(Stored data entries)
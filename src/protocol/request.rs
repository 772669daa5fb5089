//! Task request: the decoded call description.
//!
//! Layout of a serialized request:
//! ```text
//! <size><method_name> <size><arguments> { <size><dependency id> }*
//! ```
//!
//! # Example
//!
//! ```
//! use armonik_worker::protocol::Request;
//!
//! let request = Request::decode(b"00000004test00000003abc00000002d1").unwrap();
//! assert_eq!(request.method_name(), "test");
//! assert_eq!(request.arguments(), b"abc");
//! assert_eq!(request.data_dependencies(), ["d1"]);
//! ```

use bytes::Bytes;

use super::frame::{write_field, FieldReader};
use super::wire_format::SIZE_WIDTH;
use crate::error::{Result, WorkerError};

/// A decoded task request.
#[derive(Debug, Clone, PartialEq, Eq)]
pub struct Request {
    method_name: String,
    arguments: Bytes,
    data_dependencies: Vec<String>,
}

impl Request {
    /// Create a request from its parts.
    pub fn new(
        method_name: impl Into<String>,
        arguments: impl Into<Bytes>,
        data_dependencies: Vec<String>,
    ) -> Self {
        Self {
            method_name: method_name.into(),
            arguments: arguments.into(),
            data_dependencies,
        }
    }

    /// Decode a request from a task payload.
    ///
    /// Fields are read in fixed order: method name, arguments, then data
    /// dependencies until the buffer is exhausted.
    ///
    /// # Errors
    ///
    /// - `MalformedFrame` on any framing violation, including a buffer
    ///   shorter than the two mandatory fields.
    /// - `InvalidEncoding` if the method name or a dependency id is not UTF-8.
    pub fn decode(payload: &[u8]) -> Result<Self> {
        Self::decode_with(payload, Bytes::copy_from_slice)
    }

    /// Decode a request from a shared payload without copying the arguments.
    ///
    /// The returned `arguments` is a slice of `payload`.
    pub fn decode_bytes(payload: &Bytes) -> Result<Self> {
        Self::decode_with(payload, |field| payload.slice_ref(field))
    }

    fn decode_with<'a, F>(payload: &'a [u8], to_bytes: F) -> Result<Self>
    where
        F: FnOnce(&'a [u8]) -> Bytes,
    {
        let mut reader = FieldReader::new(payload);

        let method_name = decode_text(reader.next_field()?, "method name")?;
        let arguments = to_bytes(reader.next_field()?);

        // Each iteration consumes at least SIZE_WIDTH bytes or fails.
        let mut data_dependencies = Vec::with_capacity(reader.remaining() / SIZE_WIDTH);
        while !reader.is_exhausted() {
            let id = decode_text(reader.next_field()?, "data dependency")?;
            data_dependencies.push(id);
        }

        Ok(Self {
            method_name,
            arguments,
            data_dependencies,
        })
    }

    /// Serialize this request into the task payload format.
    ///
    /// Size headers are written in lowercase hex.
    pub fn encode(&self) -> Result<Vec<u8>> {
        let mut out = Vec::with_capacity(self.encoded_len());
        write_field(&mut out, self.method_name.as_bytes())?;
        write_field(&mut out, &self.arguments)?;
        for dd in &self.data_dependencies {
            write_field(&mut out, dd.as_bytes())?;
        }
        Ok(out)
    }

    /// Length of the encoded payload in bytes.
    pub fn encoded_len(&self) -> usize {
        let fields = 2 + self.data_dependencies.len();
        fields * SIZE_WIDTH
            + self.method_name.len()
            + self.arguments.len()
            + self
                .data_dependencies
                .iter()
                .map(String::len)
                .sum::<usize>()
    }

    /// Name of the method to invoke.
    #[inline]
    pub fn method_name(&self) -> &str {
        &self.method_name
    }

    /// Opaque method arguments.
    #[inline]
    pub fn arguments(&self) -> &[u8] {
        &self.arguments
    }

    /// Arguments as `Bytes` (cheap clone).
    #[inline]
    pub fn arguments_bytes(&self) -> Bytes {
        self.arguments.clone()
    }

    /// Identifiers of the data blobs this task depends on.
    #[inline]
    pub fn data_dependencies(&self) -> &[String] {
        &self.data_dependencies
    }

    /// Split into `(method_name, arguments, data_dependencies)`.
    pub fn into_parts(self) -> (String, Bytes, Vec<String>) {
        (self.method_name, self.arguments, self.data_dependencies)
    }
}

fn decode_text(field: &[u8], what: &str) -> Result<String> {
    std::str::from_utf8(field)
        .map(str::to_owned)
        .map_err(|e| WorkerError::InvalidEncoding(format!("{} is not valid UTF-8: {}", what, e)))
}

#[cfg(test)]
mod tests {
    use super::*;

    #[test]
    fn test_decode_method_and_arguments_only() {
        let request = Request::decode(b"00000004test00000003abc").unwrap();

        assert_eq!(request.method_name(), "test");
        assert_eq!(request.arguments(), b"abc");
        assert!(request.data_dependencies().is_empty());
    }

    #[test]
    fn test_decode_with_one_dependency() {
        let request = Request::decode(b"00000004test00000003abc00000002d1").unwrap();
        assert_eq!(request.data_dependencies(), ["d1".to_string()]);
    }

    #[test]
    fn test_decode_multiple_dependencies_in_order() {
        let request =
            Request::decode(b"00000001m0000000000000002d100000002d200000000").unwrap();

        assert_eq!(request.method_name(), "m");
        assert!(request.arguments().is_empty());
        assert_eq!(request.data_dependencies(), ["d1", "d2", ""]);
    }

    #[test]
    fn test_decode_uppercase_headers() {
        let mut payload = b"0000000Aadd_floats00000000".to_vec();
        assert_eq!(
            Request::decode(&payload).unwrap().method_name(),
            "add_floats"
        );
        payload[7] = b'a';
        assert_eq!(
            Request::decode(&payload).unwrap().method_name(),
            "add_floats"
        );
    }

    #[test]
    fn test_decode_binary_arguments_untouched() {
        let mut payload = b"00000003add00000004".to_vec();
        payload.extend_from_slice(&[0xFF, 0x00, 0xFE, 0x80]);

        let request = Request::decode(&payload).unwrap();
        assert_eq!(request.arguments(), &[0xFF, 0x00, 0xFE, 0x80]);
    }

    #[test]
    fn test_decode_multibyte_method_name() {
        let name = "méthode";
        let mut payload = Vec::new();
        write_field(&mut payload, name.as_bytes()).unwrap();
        write_field(&mut payload, b"").unwrap();

        // Header counts bytes, not characters.
        assert_eq!(&payload[..SIZE_WIDTH], b"00000008");
        assert_eq!(Request::decode(&payload).unwrap().method_name(), name);
    }

    #[test]
    fn test_decode_empty_buffer() {
        assert!(matches!(
            Request::decode(b""),
            Err(WorkerError::MalformedFrame(_))
        ));
    }

    #[test]
    fn test_decode_missing_arguments_field() {
        assert!(matches!(
            Request::decode(b"00000004test"),
            Err(WorkerError::MalformedFrame(_))
        ));
    }

    #[test]
    fn test_decode_declared_size_overshoots() {
        let err = Request::decode(b"000000FF0123456789").unwrap_err();
        assert!(matches!(err, WorkerError::MalformedFrame(_)));
    }

    #[test]
    fn test_decode_trailing_garbage_shorter_than_header() {
        let err = Request::decode(b"00000004test00000003abc0000").unwrap_err();
        assert!(matches!(err, WorkerError::MalformedFrame(_)));
    }

    #[test]
    fn test_decode_truncated_dependency() {
        let err = Request::decode(b"00000004test00000003abc00000005d1").unwrap_err();
        assert!(matches!(err, WorkerError::MalformedFrame(_)));
    }

    #[test]
    fn test_decode_invalid_utf8_method_name() {
        let mut payload = b"00000002".to_vec();
        payload.extend_from_slice(&[0xC3, 0x28]);
        payload.extend_from_slice(b"00000000");

        let err = Request::decode(&payload).unwrap_err();
        assert!(matches!(err, WorkerError::InvalidEncoding(_)));
        assert!(err.to_string().contains("method name"));
    }

    #[test]
    fn test_decode_invalid_utf8_dependency() {
        let mut payload = b"00000004test00000000".to_vec();
        payload.extend_from_slice(b"00000001");
        payload.push(0xFF);

        let err = Request::decode(&payload).unwrap_err();
        assert!(matches!(err, WorkerError::InvalidEncoding(_)));
        assert!(err.to_string().contains("data dependency"));
    }

    #[test]
    fn test_first_error_wins() {
        // Bad UTF-8 in the method name comes before the truncated arguments.
        let mut payload = b"00000001".to_vec();
        payload.push(0xFF);
        payload.extend_from_slice(b"00000009abc");

        assert!(matches!(
            Request::decode(&payload),
            Err(WorkerError::InvalidEncoding(_))
        ));
    }

    #[test]
    fn test_encode_layout() {
        let request = Request::new("test", &b"abc"[..], vec!["d1".into()]);
        let encoded = request.encode().unwrap();

        assert_eq!(encoded, b"00000004test00000003abc00000002d1");
        assert_eq!(encoded.len(), request.encoded_len());
    }

    #[test]
    fn test_encode_decode() {
        let request = Request::new(
            "add_ints",
            vec![1u8, 0, 0, 0, 2, 0, 0, 0],
            vec!["a".into(), "bb".into()],
        );
        let decoded = Request::decode(&request.encode().unwrap()).unwrap();
        assert_eq!(decoded, request);
    }

    #[test]
    fn test_decode_bytes_zero_copy() {
        let payload = Bytes::from_static(b"00000004test00000003abc");
        let request = Request::decode_bytes(&payload).unwrap();

        assert_eq!(request.arguments(), b"abc");
        assert_eq!(request.arguments().as_ptr(), payload[20..].as_ptr());
    }

    #[test]
    fn test_into_parts() {
        let request = Request::new("echo", Bytes::from_static(b"x"), vec![]);
        let (name, args, deps) = request.into_parts();
        assert_eq!(name, "echo");
        assert_eq!(&args[..], b"x");
        assert!(deps.is_empty());
    }
}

» **PROBLEM DETAILS**: Among the records above, find each line holding "super" and list it.

» **ANSWER TO THIS TASK**:
use super::frame::{write_field, FieldReader};
use super::wire_format::SIZE_WIDTH;
    use super::*;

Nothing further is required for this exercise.